The NPV and dirtyPrice methods return two slightly different quantities: NPV discounts the cashflows to the reference date of the discount curve (in your case, the valuation date) while dirtyPrice discounts to the settlement date of the bond. This can also give rise to larger differences if a coupon is paid between the valuation date and the settlement date: in that case, the coupon amount will be included in the NPV but not in the price.

A note: the settlement date of the bond is not the one you defined as settlementDate. Instead, it's two days after the valuation date, not the issue date, so it should be

settlementDate = calendar.advance(valuationDate, ql.Period(settlementDays, ql.Days))


or, once you build the bond,

settlementDate = bond.settlementDate()


Another thing you might want to change: using act/act(ISMA) in a term structure is risky (see https://www.youtube.com/watch?v=dQjd3hAshj4). If you need to use it, what you should do is create first the schedule for the bond, so you can pass it to the day counter:

schedule = ql.Schedule(issueDate, maturityDate, ql.Period(couponFrequency), calendar, ql.Unadjusted, ql.Unadjusted, ql.DateGeneration.Forward, True)
dayCount = ql.ActualActual(ql.ActualActual.ISMA, schedule)
fixedRateBond = ql.FixedRateBond(settlementDays, 100.0, schedule, [coupon], dayCount)


This way, the day counter has the information about the reference periods of the coupons, which is required by the act/act calculation rules.

Once you do the two changes above, you can check the difference between NPV and dirtyPrice.
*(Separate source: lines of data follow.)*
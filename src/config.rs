//! Configuration lookup.
//!
//! Stands in for the metadata server's process-wide configuration store
//! (spec: `config.get(key) -> string`). The evaluator and grammar never
//! touch this; only [`crate::idmap`] reads it, to resolve the ordered
//! backend list and the LDAP connection parameters.

use std::collections::HashMap;
use std::path::Path;

use figment::providers::{Env, Format, Yaml};
use figment::Figment;
use serde::Deserialize;

use crate::{Error, Result};

/// Configuration keys consumed by the identity-remap subsystem.
pub mod keys {
    /// Comma-separated, ordered list of identity-remap backend names.
    pub const IDMAP_BACKEND: &str = "mds_idmap_backend";
    /// LDAP server URI (`ldap://` or `ldaps://`).
    pub const LDAP_URI: &str = "mds_idmap_ldap_uri";
    /// Bind DN. Empty means anonymous bind.
    pub const LDAP_BINDDN: &str = "mds_idmap_ldap_binddn";
    /// Plaintext bind password, used if `LDAP_SECRET` is unset or unreadable.
    pub const LDAP_BINDPW: &str = "mds_idmap_ldap_bindpw";
    /// Path to a file containing the bind password.
    pub const LDAP_SECRET: &str = "mds_idmap_ldap_secret";
    /// Base DN for the user search.
    pub const LDAP_BASEDN: &str = "mds_idmap_ldap_basedn";
    /// Base DN for the group search.
    pub const LDAP_GROUPDN: &str = "mds_idmap_ldap_groupdn";
    /// Attribute to match the caller name against in the user search.
    pub const LDAP_IDATTR: &str = "mds_idmap_ldap_idattr";
    /// Attribute (or the literal `"dn"`) used to key the group search.
    pub const LDAP_GROUPATTR: &str = "mds_idmap_ldap_groupattr";
    /// Attribute to match the group-search key against in the group search.
    pub const LDAP_MEMBERATTR: &str = "mds_idmap_ldap_memberattr";
}

/// A key-value configuration lookup.
///
/// Implemented by whatever the host application's process-wide config store
/// actually is; this crate only ever calls [`ConfigSource::get`].
pub trait ConfigSource: Send + Sync {
    /// Look up a configuration value by key. Returns `None` if unset.
    fn get(&self, key: &str) -> Option<String>;

    /// Look up a required configuration value, erroring with the key name
    /// if absent.
    fn require(&self, key: &str) -> Result<String> {
        self.get(key)
            .ok_or_else(|| Error::Config(format!("missing required config key `{key}`")))
    }
}

/// An in-memory [`ConfigSource`], for tests and for embedding this crate in
/// a host that already holds its configuration in memory.
#[derive(Debug, Clone, Default)]
pub struct MapConfig {
    values: HashMap<String, String>,
}

impl MapConfig {
    /// Build an empty `MapConfig`.
    #[must_use]
    pub fn new() -> Self {
        Self::default()
    }

    /// Insert or overwrite a key, builder-style.
    #[must_use]
    pub fn with(mut self, key: impl Into<String>, value: impl Into<String>) -> Self {
        self.values.insert(key.into(), value.into());
        self
    }

    /// Insert or overwrite a key in place.
    pub fn set(&mut self, key: impl Into<String>, value: impl Into<String>) {
        self.values.insert(key.into(), value.into());
    }
}

impl ConfigSource for MapConfig {
    fn get(&self, key: &str) -> Option<String> {
        self.values.get(key).cloned()
    }
}

/// Raw config shape loaded from YAML + environment, flattened to strings for
/// [`ConfigSource::get`].
#[derive(Debug, Clone, Default, Deserialize)]
#[serde(default)]
struct RawConfig {
    #[serde(flatten)]
    values: HashMap<String, String>,
}

/// A [`ConfigSource`] layering a YAML file with `MDS_`-prefixed environment
/// variables, environment taking precedence. Grounded in the host
/// application's own `figment`-based `Config::load`.
#[derive(Debug, Clone)]
pub struct FigmentConfig {
    values: HashMap<String, String>,
}

impl FigmentConfig {
    /// Load configuration from an optional YAML file plus the process
    /// environment (`MDS_*`, lower-cased to match the key names in
    /// [`keys`]).
    pub fn load(path: Option<&Path>) -> Result<Self> {
        let mut figment = Figment::new();
        if let Some(path) = path {
            figment = figment.merge(Yaml::file(path));
        }
        figment = figment.merge(Env::prefixed("MDS_").map(|k| k.as_str().to_lowercase().into()));

        let raw: RawConfig = figment
            .extract()
            .map_err(|e| Error::Config(format!("failed to load configuration: {e}")))?;

        Ok(Self { values: raw.values })
    }
}

impl ConfigSource for FigmentConfig {
    fn get(&self, key: &str) -> Option<String> {
        self.values.get(key).cloned()
    }
}

#[cfg(test)]
mod tests {
    use std::io::Write;
    use std::path::Path;

    use figment::Jail;
    use pretty_assertions::assert_eq;
    use tempfile::NamedTempFile;

    use super::*;

    #[test]
    fn map_config_round_trips() {
        let cfg = MapConfig::new().with("mds_idmap_backend", "ldap,key");
        assert_eq!(cfg.get("mds_idmap_backend").as_deref(), Some("ldap,key"));
        assert_eq!(cfg.get("missing"), None);
    }

    #[test]
    fn map_config_require_errors_on_missing() {
        let cfg = MapConfig::new();
        assert!(cfg.require("mds_idmap_backend").is_err());
    }

    #[test]
    fn figment_config_loads_values_from_a_yaml_file() {
        let mut file = NamedTempFile::new().expect("create temp config file");
        writeln!(file, "mds_idmap_backend: ldap,key").unwrap();
        writeln!(file, "mds_idmap_ldap_uri: ldap://directory.example.com").unwrap();

        let cfg = FigmentConfig::load(Some(file.path())).unwrap();
        assert_eq!(cfg.get("mds_idmap_backend").as_deref(), Some("ldap,key"));
        assert_eq!(
            cfg.get("mds_idmap_ldap_uri").as_deref(),
            Some("ldap://directory.example.com")
        );
    }

    #[test]
    fn figment_config_env_overrides_file() {
        // `Jail` sandboxes the working directory and environment for the
        // closure's duration and restores both on exit — no real process
        // env mutation, so no `unsafe` is needed here.
        Jail::expect_with(|jail| {
            jail.create_file("nscap.yaml", "mds_idmap_backend: ldap,key\n")?;
            jail.set_env("MDS_MDS_IDMAP_BACKEND", "key");

            let cfg = FigmentConfig::load(Some(Path::new("nscap.yaml"))).unwrap();
            assert_eq!(cfg.get("mds_idmap_backend").as_deref(), Some("key"));
            Ok(())
        });
    }
}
If you set settlementDays to 0, the dirty price should become equal to the NPV, because in both cases the cashflows will be discounted to the valuation date; if, instead, you pass the settlementDate above to the curve, the NPV should become equal to the dirty price, because both will be discounted to the settlement date.